* **TASK DETAILS**
Your task is to repeat exactly the lines below between the line holding "fn build_edge_key(&self, environment_id: EnvironmentId)" and the line holding "let mut environment", inclusive, and only those.

Stored items
■ ■ ■ ■

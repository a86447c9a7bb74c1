//! Edge service facade
//!
//! Wires the registry, tunnel coordinator and job dispatcher together and
//! exposes the operations the API layer calls: environment CRUD, agent
//! check-in, operator tunnel controls, edge jobs, enrollment keys and
//! settings.

use crate::error::{RegistryError, ServiceError};
use crate::jobs::EdgeJobDispatcher;
use crate::registry::EnvironmentRegistry;
use crate::tunnel::{KnownEnvironments, TunnelCoordinator};
use edgeward_auth::{CredentialIssuer, EdgeKey, TunnelClaims};
use edgeward_proto::{
    AgentMetadata, CheckInResponse, EdgeJob, EdgeJobId, Environment, EnvironmentId,
    TunnelDetails, TunnelStatus,
};
use edgeward_store::{Settings, SettingsStore};
use std::sync::Arc;
use std::time::Duration;
use tokio::sync::RwLock;
use tracing::info;

/// Addresses and fingerprint baked into enrollment keys
#[derive(Debug, Clone)]
pub struct EdgeKeyConfig {
    pub api_url: String,
    pub tunnel_addr: String,
    pub fingerprint: String,
}

pub struct EdgeService {
    registry: Arc<EnvironmentRegistry>,
    tunnels: Arc<TunnelCoordinator>,
    jobs: Arc<EdgeJobDispatcher>,
    credentials: Arc<CredentialIssuer>,
    settings_store: Arc<dyn SettingsStore>,
    settings: RwLock<Settings>,
    edge_key: EdgeKeyConfig,
}

impl EdgeService {
    /// Build the service and apply persisted settings to the coordinator
    pub async fn new(
        registry: Arc<EnvironmentRegistry>,
        tunnels: Arc<TunnelCoordinator>,
        jobs: Arc<EdgeJobDispatcher>,
        credentials: Arc<CredentialIssuer>,
        settings_store: Arc<dyn SettingsStore>,
        edge_key: EdgeKeyConfig,
    ) -> Result<Self, ServiceError> {
        let settings = settings_store.settings().await?;
        tunnels.set_keep_alive_duration(Duration::from_secs(u64::from(
            settings.tunnel_keep_alive_secs,
        )));

        Ok(Self {
            registry,
            tunnels,
            jobs,
            credentials,
            settings_store,
            settings: RwLock::new(settings),
            edge_key,
        })
    }

    pub fn registry(&self) -> &Arc<EnvironmentRegistry> {
        &self.registry
    }

    pub fn tunnels(&self) -> &Arc<TunnelCoordinator> {
        &self.tunnels
    }

    fn ensure_known(&self, environment_id: EnvironmentId) -> Result<(), ServiceError> {
        if self.registry.contains(environment_id) {
            Ok(())
        } else {
            Err(RegistryError::NotFound(environment_id).into())
        }
    }

    // ----- environments -----

    /// Create an environment; edge environments get an enrollment key
    pub async fn create_environment(
        &self,
        environment: Environment,
    ) -> Result<Environment, ServiceError> {
        let mut created = self.registry.create_environment(environment).await?;

        if created.kind.is_edge() && created.edge_key.is_empty() {
            created.edge_key = self.build_edge_key(created.id);
            created = self
                .registry
                .update_environment(created.id, created)
                .await?;
        }

        Ok(created)
    }

    pub async fn get_environment(
        &self,
        environment_id: EnvironmentId,
    ) -> Result<Environment, ServiceError> {
        self.registry
            .get_environment(environment_id)
            .await?
            .ok_or_else(|| RegistryError::NotFound(environment_id).into())
    }

    pub async fn list_environments(&self) -> Result<Vec<Environment>, ServiceError> {
        Ok(self.registry.list_environments().await?)
    }

    pub async fn update_environment(
        &self,
        environment_id: EnvironmentId,
        environment: Environment,
    ) -> Result<Environment, ServiceError> {
        Ok(self
            .registry
            .update_environment(environment_id, environment)
            .await?)
    }

    /// Delete an environment along with its tunnel state and pending jobs
    pub async fn delete_environment(
        &self,
        environment_id: EnvironmentId,
    ) -> Result<(), ServiceError> {
        self.registry.delete_environment(environment_id).await?;
        self.tunnels.invalidate(environment_id);
        self.jobs.forget(environment_id);
        Ok(())
    }

    // ----- agent check-in -----

    /// Handle an agent poll
    ///
    /// Records the heartbeat, refreshes agent metadata when it changed and
    /// advances the tunnel: a Required tunnel becomes Active, an Active one
    /// has its keep-alive extended.
    pub async fn check_in(
        &self,
        edge_id: &str,
        agent: Option<AgentMetadata>,
    ) -> Result<CheckInResponse, ServiceError> {
        let environment_id = self
            .registry
            .lookup_by_edge_id(edge_id)
            .await
            .ok_or_else(|| ServiceError::UnknownEdgeId(edge_id.to_string()))?;

        let environment = self
            .registry
            .record_check_in(environment_id, agent)
            .await
            .map_err(|e| match e {
                RegistryError::NotFound(_) => ServiceError::UnknownEdgeId(edge_id.to_string()),
                other => other.into(),
            })?;

        match self.tunnels.status(environment_id)? {
            TunnelStatus::Required => self.tunnels.set_active(environment_id)?,
            TunnelStatus::Active => {
                self.tunnels
                    .keep_alive(environment_id, self.tunnels.keep_alive_duration())?;
            }
            TunnelStatus::Idle => {}
        }

        let details = self.tunnels.details(environment_id)?;
        let settings = self.settings().await;

        Ok(CheckInResponse {
            environment_id,
            status: details.status,
            port: details.port,
            credentials: details.credentials,
            checkin_interval: effective_checkin_interval(&environment, &settings),
            schedules: details
                .jobs
                .iter()
                .map(|job| job.schedule_for(environment_id))
                .collect(),
        })
    }

    /// Keep an active tunnel open on observed data flow
    pub fn record_tunnel_activity(&self, environment_id: EnvironmentId) -> Result<bool, ServiceError> {
        Ok(self
            .tunnels
            .keep_alive(environment_id, self.tunnels.keep_alive_duration())?)
    }

    // ----- operator tunnel controls -----

    pub fn require_tunnel(&self, environment_id: EnvironmentId) -> Result<TunnelDetails, ServiceError> {
        self.tunnels.set_required(environment_id)?;
        Ok(self.tunnels.details(environment_id)?)
    }

    pub fn stop_tunnel(&self, environment_id: EnvironmentId) -> Result<(), ServiceError> {
        Ok(self.tunnels.set_idle(environment_id)?)
    }

    pub fn tunnel_status(&self, environment_id: EnvironmentId) -> Result<TunnelStatus, ServiceError> {
        Ok(self.tunnels.status(environment_id)?)
    }

    pub fn tunnel_details(
        &self,
        environment_id: EnvironmentId,
    ) -> Result<TunnelDetails, ServiceError> {
        Ok(self.tunnels.details(environment_id)?)
    }

    /// Wait for the agent to open its tunnel, requesting one if idle
    ///
    /// Waits for two check-in intervals of the environment.
    pub async fn active_tunnel(
        &self,
        environment_id: EnvironmentId,
    ) -> Result<TunnelDetails, ServiceError> {
        let environment = self.get_environment(environment_id).await?;
        let settings = self.settings().await;
        let interval = effective_checkin_interval(&environment, &settings);
        let wait = Duration::from_secs(u64::from(interval) * 2);

        Ok(self.tunnels.active_tunnel(environment_id, wait).await?)
    }

    /// Check a token presented by an agent opening its tunnel
    pub fn verify_tunnel_credentials(
        &self,
        environment_id: EnvironmentId,
        token: &str,
    ) -> Result<TunnelClaims, ServiceError> {
        Ok(self.credentials.verify(token, environment_id)?)
    }

    // ----- edge jobs -----

    pub fn attach_job(&self, environment_id: EnvironmentId, job: EdgeJob) -> Result<(), ServiceError> {
        self.ensure_known(environment_id)?;
        self.jobs.attach(environment_id, job);
        Ok(())
    }

    pub fn detach_job(&self, job_id: EdgeJobId) {
        self.jobs.detach(job_id);
    }

    pub fn pending_jobs(&self, environment_id: EnvironmentId) -> Vec<EdgeJob> {
        self.jobs.pending_for(environment_id)
    }

    pub fn acknowledge_job(&self, environment_id: EnvironmentId, job_id: EdgeJobId) -> bool {
        self.jobs.acknowledge(environment_id, job_id)
    }

    // ----- enrollment keys -----

    fn build_edge_key(&self, environment_id: EnvironmentId) -> String {
        EdgeKey::new(
            &self.edge_key.api_url,
            &self.edge_key.tunnel_addr,
            &self.edge_key.fingerprint,
            environment_id,
        )
        .encode()
    }

    /// Enrollment key for an existing environment
    pub fn edge_key_for(&self, environment_id: EnvironmentId) -> Result<String, ServiceError> {
        self.ensure_known(environment_id)?;
        Ok(self.build_edge_key(environment_id))
    }

    pub fn parse_edge_key(key: &str) -> Result<EdgeKey, ServiceError> {
        Ok(EdgeKey::decode(key)?)
    }

    // ----- settings -----

    pub async fn settings(&self) -> Settings {
        self.settings.read().await.clone()
    }

    /// Persist new settings and apply the keep-alive to future activity
    pub async fn update_settings(&self, settings: Settings) -> Result<(), ServiceError> {
        self.settings_store.update_settings(&settings).await?;
        self.tunnels.set_keep_alive_duration(Duration::from_secs(u64::from(
            settings.tunnel_keep_alive_secs,
        )));

        info!(
            checkin_interval = settings.edge_agent_checkin_interval,
            keep_alive_secs = settings.tunnel_keep_alive_secs,
            "Settings updated"
        );
        *self.settings.write().await = settings;
        Ok(())
    }
}

/// Environment's own interval when set, otherwise the server default
fn effective_checkin_interval(environment: &Environment, settings: &Settings) -> u32 {
    if environment.edge_checkin_interval > 0 {
        environment.edge_checkin_interval
    } else {
        settings.edge_agent_checkin_interval
    }
}

#[cfg(test)]
mod tests {
    use super::*;
    use edgeward_proto::EnvironmentType;

    #[test]
    fn test_effective_checkin_interval() {
        let settings = Settings::default();
        let mut environment = Environment::new("edge", EnvironmentType::EdgeAgentOnDocker);

        assert_eq!(effective_checkin_interval(&environment, &settings), 5);

        environment.edge_checkin_interval = 30;
        assert_eq!(effective_checkin_interval(&environment, &settings), 30);
    }
}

■ ■ ■ ■

* **RESPONSE**
    fn build_edge_key(&self, environment_id: EnvironmentId) -> String {
        EdgeKey::new(
            &self.edge_key.api_url,
            &self.edge_key.tunnel_addr,
            &self.edge_key.fingerprint,
            environment_id,
        )
        .encode()
    }

    /// Enrollment key for an existing environment
    pub fn edge_key_for(&self, environment_id: EnvironmentId) -> Result<String, ServiceError> {
        self.ensure_known(environment_id)?;
        Ok(self.build_edge_key(environment_id))
    }

    pub fn parse_edge_key(key: &str) -> Result<EdgeKey, ServiceError> {
        Ok(EdgeKey::decode(key)?)
    }

    // ----- settings -----

    pub async fn settings(&self) -> Settings {
        self.settings.read().await.clone()
    }

    /// Persist new settings and apply the keep-alive to future activity
    pub async fn update_settings(&self, settings: Settings) -> Result<(), ServiceError> {
        self.settings_store.update_settings(&settings).await?;
        self.tunnels.set_keep_alive_duration(Duration::from_secs(u64::from(
            settings.tunnel_keep_alive_secs,
        )));

        info!(
            checkin_interval = settings.edge_agent_checkin_interval,
            keep_alive_secs = settings.tunnel_keep_alive_secs,
            "Settings updated"
        );
        *self.settings.write().await = settings;
        Ok(())
    }
}

/// Environment's own interval when set, otherwise the server default
fn effective_checkin_interval(environment: &Environment, settings: &Settings) -> u32 {
    if environment.edge_checkin_interval > 0 {
        environment.edge_checkin_interval
    } else {
        settings.edge_agent_checkin_interval
    }
}

#[cfg(test)]
mod tests {
    use super::*;
    use edgeward_proto::EnvironmentType;

    #[test]
    fn test_effective_checkin_interval() {
        let settings = Settings::default();
        let mut environment = Environment::new("edge", EnvironmentType::EdgeAgentOnDocker);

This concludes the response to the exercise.